Tag Archives: bucks
Winter Romance
It’s that time of year again. December rams mean May lambs. A sheep’s gestation is five months less five days, and usually we put rams into the ewe flocks on December 15th. A big snow storm was predicted for the 15th. Since some of the roads are scary, especially I80, we decided to haul bucks on the 14th.
The rams wait all year for these winter weeks. A ewe’s heat cycle occurs every three weeks, so we leave the bucks in for six weeks or so. The rest of the year, they are bachelors (except for the lucky few who get to hang out with the early lambers in October). For a few weeks, it’s all romance, all the time!
Bringing the bucks home
In mid-December, we haul bucks out to the Red Desert so they may romance the ewes, thus guaranteeing lambs in May and June. “December rams bring May lambs” as the old saying goes.
Now it’s time to bring the rams home so that they may resume their bachelor lives, and create challenges until next December.

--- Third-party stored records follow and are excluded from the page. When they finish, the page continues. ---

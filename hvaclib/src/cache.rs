//! Per-board state cache: ring buffers of AI/DO/PMIC/calibration values.
//!
//! The serial worker writes board responses here; the logic loop and the
//! server dispatcher read copies out under the worker's lock. All
//! operations are O(1). Every entry carries a monotonic timestamp so
//! consumers can distinguish a fresh reading from a stale one.
//!
//! An AI channel can be *forced*: while forced, newly arriving samples for
//! that channel re-stamp the forced value instead of storing the live
//! reading, and the force persists across ring rotations until explicitly
//! cleared.

use std::fmt;

use crate::error::CacheError;

/// Number of analog input channels on a board.
pub const AI_COUNT: usize = 8;

/// Number of digital output bits on a board.
pub const DO_COUNT: usize = 4;

/// Depth of the state rings.
pub const STATE_BUFFER_DEPTH: usize = 1;

/// Monotonic timestamp attached to every cache entry.
#[derive(Debug, Clone, Copy, PartialEq, Eq, Default)]
pub struct Stamp {
    /// Seconds of the monotonic clock.
    pub secs: i64,
    /// Nanosecond remainder.
    pub nanos: i64,
}

impl Stamp {
    /// Reads the monotonic clock.
    pub fn now() -> Self {
        match nix::time::clock_gettime(nix::time::ClockId::CLOCK_MONOTONIC) {
            Ok(ts) => Self {
                secs: ts.tv_sec(),
                nanos: ts.tv_nsec(),
            },
            Err(_) => Self::default(),
        }
    }
}

impl fmt::Display for Stamp {
    fn fmt(&self, f: &mut fmt::Formatter<'_>) -> fmt::Result {
        write!(f, "{}.{}", self.secs, self.nanos)
    }
}

/// A 16-bit cache entry (AI reading, calibration value, boot count).
#[derive(Debug, Clone, Copy, PartialEq, Default)]
pub struct CacheEntry16 {
    /// When the value was cached.
    pub stamp: Stamp,
    /// Raw board value.
    pub value: u16,
}

impl CacheEntry16 {
    /// A freshly stamped entry.
    pub fn new(value: u16) -> Self {
        Self {
            stamp: Stamp::now(),
            value,
        }
    }

    /// Serializes to the wire text form `[<secs>.<nsec>:<value>]`.
    pub fn to_wire(self) -> String {
        format!("[{}:{}]", self.stamp, self.value)
    }

    /// Parses the wire text form.
    pub fn from_wire(text: &str) -> Option<Self> {
        let (stamp, value) = parse_wire(text)?;
        Some(Self {
            stamp,
            value: value.parse().ok()?,
        })
    }
}

/// An 8-bit cache entry (DO bits, PMIC bits).
#[derive(Debug, Clone, Copy, PartialEq, Default)]
pub struct CacheEntry8 {
    /// When the value was cached.
    pub stamp: Stamp,
    /// Raw board value.
    pub value: u8,
}

impl CacheEntry8 {
    /// A freshly stamped entry.
    pub fn new(value: u8) -> Self {
        Self {
            stamp: Stamp::now(),
            value,
        }
    }

    /// Serializes to the wire text form `[<secs>.<nsec>:<value>]`.
    pub fn to_wire(self) -> String {
        format!("[{}:{}]", self.stamp, self.value)
    }

    /// Parses the wire text form.
    pub fn from_wire(text: &str) -> Option<Self> {
        let (stamp, value) = parse_wire(text)?;
        Some(Self {
            stamp,
            value: value.parse().ok()?,
        })
    }
}

fn parse_wire(text: &str) -> Option<(Stamp, &str)> {
    let body = text.strip_prefix('[')?.strip_suffix(']')?;
    let (stamp_text, value_text) = body.split_once(':')?;
    let (secs, nanos) = stamp_text.split_once('.')?;
    Some((
        Stamp {
            secs: secs.parse().ok()?,
            nanos: nanos.parse().ok()?,
        },
        value_text,
    ))
}

/// Ring-buffered snapshot state for one IO board.
#[derive(Debug, Clone)]
pub struct BoardStateCache {
    ai: Vec<[CacheEntry16; AI_COUNT]>,
    do_state: Vec<CacheEntry8>,
    pmic: Vec<CacheEntry8>,
    cal_l1: Vec<[CacheEntry16; AI_COUNT]>,
    cal_l2: Vec<[CacheEntry16; AI_COUNT]>,
    ai_idx: usize,
    do_idx: usize,
    pmic_idx: usize,
    l1_idx: usize,
    l2_idx: usize,
    boot_count: u16,
    forced: [bool; AI_COUNT],
}

impl Default for BoardStateCache {
    fn default() -> Self {
        Self::new()
    }
}

impl BoardStateCache {
    /// A cache with the standard ring depth.
    pub fn new() -> Self {
        Self::with_depth(STATE_BUFFER_DEPTH)
    }

    /// A cache with an explicit ring depth (test use).
    pub fn with_depth(depth: usize) -> Self {
        let depth = depth.max(1);
        Self {
            ai: vec![[CacheEntry16::default(); AI_COUNT]; depth],
            do_state: vec![CacheEntry8::default(); depth],
            pmic: vec![CacheEntry8::default(); depth],
            cal_l1: vec![[CacheEntry16::default(); AI_COUNT]; depth],
            cal_l2: vec![[CacheEntry16::default(); AI_COUNT]; depth],
            ai_idx: 0,
            do_idx: 0,
            pmic_idx: 0,
            l1_idx: 0,
            l2_idx: 0,
            boot_count: 0,
            forced: [false; AI_COUNT],
        }
    }

    fn depth(&self) -> usize {
        self.ai.len()
    }

    fn prev(&self, idx: usize) -> usize {
        (idx + self.depth() - 1) % self.depth()
    }

    fn check_channel(channel: usize) -> Result<(), CacheError> {
        if channel >= AI_COUNT {
            return Err(CacheError::ChannelOutOfRange {
                channel,
                limit: AI_COUNT,
            });
        }
        Ok(())
    }

    /// Stores one AI sample.
    ///
    /// A forced channel keeps its forced value and only its timestamp is
    /// refreshed. The ring cursor advances only after the last channel,
    /// so a full 8-channel sweep moves the head exactly once.
    ///
    /// # Errors
    ///
    /// [`CacheError::ChannelOutOfRange`] for channels >= [`AI_COUNT`].
    pub fn add_ai(&mut self, channel: usize, value: u16) -> Result<(), CacheError> {
        Self::check_channel(channel)?;

        if self.forced[channel] {
            let held = self.ai[self.prev(self.ai_idx)][channel].value;
            self.ai[self.ai_idx][channel] = CacheEntry16::new(held);
        } else {
            self.ai[self.ai_idx][channel] = CacheEntry16::new(value);
        }

        if channel == AI_COUNT - 1 {
            self.ai_idx = (self.ai_idx + 1) % self.depth();
        }

        Ok(())
    }

    /// Stores a DO bit snapshot.
    pub fn add_do(&mut self, value: u8) {
        self.do_state[self.do_idx] = CacheEntry8::new(value);
        self.do_idx = (self.do_idx + 1) % self.depth();
    }

    /// Stores a PMIC bit snapshot.
    pub fn add_pmic(&mut self, value: u8) {
        self.pmic[self.pmic_idx] = CacheEntry8::new(value);
        self.pmic_idx = (self.pmic_idx + 1) % self.depth();
    }

    /// Stores one L1 calibration value.
    ///
    /// # Errors
    ///
    /// [`CacheError::ChannelOutOfRange`] for channels >= [`AI_COUNT`].
    pub fn add_cal_l1(&mut self, channel: usize, value: u16) -> Result<(), CacheError> {
        Self::check_channel(channel)?;
        self.cal_l1[self.l1_idx][channel] = CacheEntry16::new(value);
        if channel == AI_COUNT - 1 {
            self.l1_idx = (self.l1_idx + 1) % self.depth();
        }
        Ok(())
    }

    /// Stores one L2 calibration value.
    ///
    /// # Errors
    ///
    /// [`CacheError::ChannelOutOfRange`] for channels >= [`AI_COUNT`].
    pub fn add_cal_l2(&mut self, channel: usize, value: u16) -> Result<(), CacheError> {
        Self::check_channel(channel)?;
        self.cal_l2[self.l2_idx][channel] = CacheEntry16::new(value);
        if channel == AI_COUNT - 1 {
            self.l2_idx = (self.l2_idx + 1) % self.depth();
        }
        Ok(())
    }

    /// Overrides `channel` with `value` until [`Self::unforce_ai`].
    ///
    /// The value lands in the slot behind the write cursor so the next
    /// read observes it immediately. Returns `false` when the channel was
    /// already forced (the existing force is kept).
    ///
    /// # Errors
    ///
    /// [`CacheError::ChannelOutOfRange`] for channels >= [`AI_COUNT`].
    pub fn force_ai(&mut self, channel: usize, value: u16) -> Result<bool, CacheError> {
        Self::check_channel(channel)?;

        if self.forced[channel] {
            return Ok(false);
        }

        let slot = self.prev(self.ai_idx);
        self.ai[slot][channel] = CacheEntry16::new(value);
        self.forced[channel] = true;
        Ok(true)
    }

    /// Clears the force on `channel`; returns `false` if it was not forced.
    ///
    /// # Errors
    ///
    /// [`CacheError::ChannelOutOfRange`] for channels >= [`AI_COUNT`].
    pub fn unforce_ai(&mut self, channel: usize) -> Result<bool, CacheError> {
        Self::check_channel(channel)?;

        if !self.forced[channel] {
            return Ok(false);
        }

        self.forced[channel] = false;
        Ok(true)
    }

    /// Whether `channel` is currently forced.
    pub fn is_forced(&self, channel: usize) -> bool {
        channel < AI_COUNT && self.forced[channel]
    }

    /// Latest full AI sweep (the slot behind the write cursor).
    pub fn latest_ai(&self) -> [CacheEntry16; AI_COUNT] {
        self.ai[self.prev(self.ai_idx)]
    }

    /// Latest DO snapshot.
    pub fn latest_do(&self) -> CacheEntry8 {
        self.do_state[self.prev(self.do_idx)]
    }

    /// Latest PMIC snapshot.
    pub fn latest_pmic(&self) -> CacheEntry8 {
        self.pmic[self.prev(self.pmic_idx)]
    }

    /// Latest L1 calibration sweep.
    pub fn latest_cal_l1(&self) -> [CacheEntry16; AI_COUNT] {
        self.cal_l1[self.prev(self.l1_idx)]
    }

    /// Latest L2 calibration sweep.
    pub fn latest_cal_l2(&self) -> [CacheEntry16; AI_COUNT] {
        self.cal_l2[self.prev(self.l2_idx)]
    }

    /// The whole AI ring, oldest sweep first.
    pub fn ai_ring(&self) -> Vec<[CacheEntry16; AI_COUNT]> {
        let depth = self.depth();
        (0..depth)
            .map(|offset| self.ai[(self.ai_idx + offset) % depth])
            .collect()
    }

    /// Board boot counter as last reported.
    pub fn boot_count(&self) -> u16 {
        self.boot_count
    }

    /// Records the board boot counter.
    pub fn set_boot_count(&mut self, value: u16) {
        self.boot_count = value;
    }
}

#[cfg(test)]
mod tests {
    use super::*;

    fn sweep(cache: &mut BoardStateCache, base: u16) {
        for ch in 0..AI_COUNT {
            cache.add_ai(ch, base + ch as u16).unwrap();
        }
    }

    #[test]
    fn test_ring_advances_once_per_full_sweep() {
        let mut cache = BoardStateCache::with_depth(4);
        assert_eq!(cache.ai_idx, 0);

        // Seven writes: cursor stays put.
        for ch in 0..AI_COUNT - 1 {
            cache.add_ai(ch, 1).unwrap();
        }
        assert_eq!(cache.ai_idx, 0);

        // The eighth write advances exactly once.
        cache.add_ai(AI_COUNT - 1, 1).unwrap();
        assert_eq!(cache.ai_idx, 1);

        sweep(&mut cache, 10);
        assert_eq!(cache.ai_idx, 2);
    }

    #[test]
    fn test_latest_ai_reads_behind_cursor() {
        let mut cache = BoardStateCache::with_depth(2);
        sweep(&mut cache, 100);

        let latest = cache.latest_ai();
        for (ch, entry) in latest.iter().enumerate() {
            assert_eq!(entry.value, 100 + ch as u16);
        }
    }

    #[test]
    fn test_force_persists_across_rotations() {
        let mut cache = BoardStateCache::with_depth(2);
        sweep(&mut cache, 0);

        assert!(cache.force_ai(3, 2048).unwrap());
        assert_eq!(cache.latest_ai()[3].value, 2048);

        // Live sweeps keep the forced value with a fresh stamp.
        sweep(&mut cache, 500);
        assert_eq!(cache.latest_ai()[3].value, 2048);
        sweep(&mut cache, 700);
        assert_eq!(cache.latest_ai()[3].value, 2048);
        assert_eq!(cache.latest_ai()[4].value, 704);

        // Unforce: the next sweep reports live values again.
        assert!(cache.unforce_ai(3).unwrap());
        sweep(&mut cache, 900);
        assert_eq!(cache.latest_ai()[3].value, 903);
    }

    #[test]
    fn test_double_force_and_unforce_report_false() {
        let mut cache = BoardStateCache::new();
        assert!(cache.force_ai(0, 1).unwrap());
        assert!(!cache.force_ai(0, 2).unwrap());
        assert!(cache.unforce_ai(0).unwrap());
        assert!(!cache.unforce_ai(0).unwrap());
    }

    #[test]
    fn test_channel_out_of_range() {
        let mut cache = BoardStateCache::new();
        assert!(matches!(
            cache.add_ai(AI_COUNT, 0),
            Err(CacheError::ChannelOutOfRange { channel: 8, .. })
        ));
        assert!(cache.force_ai(99, 0).is_err());
    }

    #[test]
    fn test_do_and_pmic_latest() {
        let mut cache = BoardStateCache::new();
        cache.add_do(0x05);
        cache.add_pmic(0x03);
        assert_eq!(cache.latest_do().value, 0x05);
        assert_eq!(cache.latest_pmic().value, 0x03);
    }

    #[test]
    fn test_wire_round_trip() {
        let entry = CacheEntry16::new(4095);
        let parsed = CacheEntry16::from_wire(&entry.to_wire()).unwrap();
        assert_eq!(parsed, entry);

        let entry8 = CacheEntry8::new(0x0F);
        let parsed8 = CacheEntry8::from_wire(&entry8.to_wire()).unwrap();
        assert_eq!(parsed8, entry8);
    }
}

Here we are loading rams on the top of the aptly named Cyclone Rim. We are on the Rim seeking snow drifts for water for the sheep. The bucks are still in their working clothes (red powder) which will come off when they are shorn in a month or so.
Welcome home, bucks!
Early Lambing at Powder Flat
Each March, we lamb our purebred ewes, Hampshire and Rambouillet, in the sheds at Powder Flat. We raise our rams for the commercial range ewes from these two farm flocks. Luckily, we have a good crew and the early weather has been mild.
Buck testing–it’s pass/fail
Each fall we test the buck herd. Geri Parsons, Optimal Livestock Services, comes to check our rams for fertility and health. At the same time, we look at their teeth, their feet and their general condition to make sure they are ready to romance the ewes in a couple of months.
Later that same day: bucks crossing the river
After we rescued the misguided GPS traveler on the morning of July 4th, we moved on to rotating the bucks to a new pasture across the Little Snake River. Even though the grass is greener on the other side of the Little Snake, the bucks were not enthusiastic about crossing. It did not involve any swimming (although shorn sheep can swim). This was not, so to speak, our first rodeo, and we knew that eventually they would see it our way. It took a lot of whistling, throwing of sticks, calling back the dog, roping and pulling a couple of bucks across to serve as a “draw”, but we eventually prevailed. Our crew included Pat, Meghan, Bridget (on loan from Arizona), Siobhan, Bubba and me, plus Belle the Border Collie.
Shearing 2018
2018 shearing is complete. The crew showed up in a timely manner, the ewes moved through in an orderly manner, and we thanked our lucky stars because many years bring problems, from weather to a late crew to the late arrival of our sheepherders from Peru.
First the ewes trailed from their winter pasture on the Red Desert to Badwater, which is spring and fall country. The shearing crew showed up and set up their shed and baler. We brought the bunches through, staging them for the trail south to the lambing grounds. We got two days of rain, which was welcome, but finished in time to trail several days ahead of lambing.
We then moved on to Powder Flat, where the ewes who had lambed in March were still in the wool, and the bucks, still in their red “working clothes”, awaited. We had a glitch when my dog, Cora, hit the automatic locks on the pickup as I was hauling the shearing shed to Powder Flat. Unfortunately, the pickup was at the main gate (fondly know as The Portal), and my phone was inside. After several hours, which included a long walk, much unhitching and hitching and dragging heavy vehicles around with a tractor, we were able to haul the shed to the waiting shearers and get started. Pat brought the extra keys, liberating the truck and the dog.
After two half days, all were sheared and ready to head into the spring season and events.
What goes in must come out
It’s a buck’s life. These boys only work six weeks a year, but it’s an important six weeks. Without them, we would have no baby lambs in the spring. Of course, it falls to the ewes to be pregnant for five months, and then to spend another five months or so raising lambs.
As for the bucks, they are ready for some rest. In a few weeks, they start looking for something to do, which usually involves trying to escape wherever we want them to be. They were glad to see the ewes on Cyclone Rim in mid-December, but now it’s time for them to leave the ewes and return to their bachelor ways. They go home the same way they left–one horsetrailer at a time.
Jumping for joy
The rams hang around for ten and a half months, waiting for the day when they are called to go to work, fathering lambs for the next season. We put the bucks in over a period of days and weeks. We figure that the first bucks to go in with the ewes are getting tired, so we send reinforcements. They sometimes resent being worked through the chutes, but are happy to jump out of the trailers to join the ladies. When we were loading them, I said, “Hop in boys–all the corn you can eat.” Meghan said, “All the ladies you can breed!” I added, “…and all the wind you can tolerate.” Such is the life of a buck in the winter.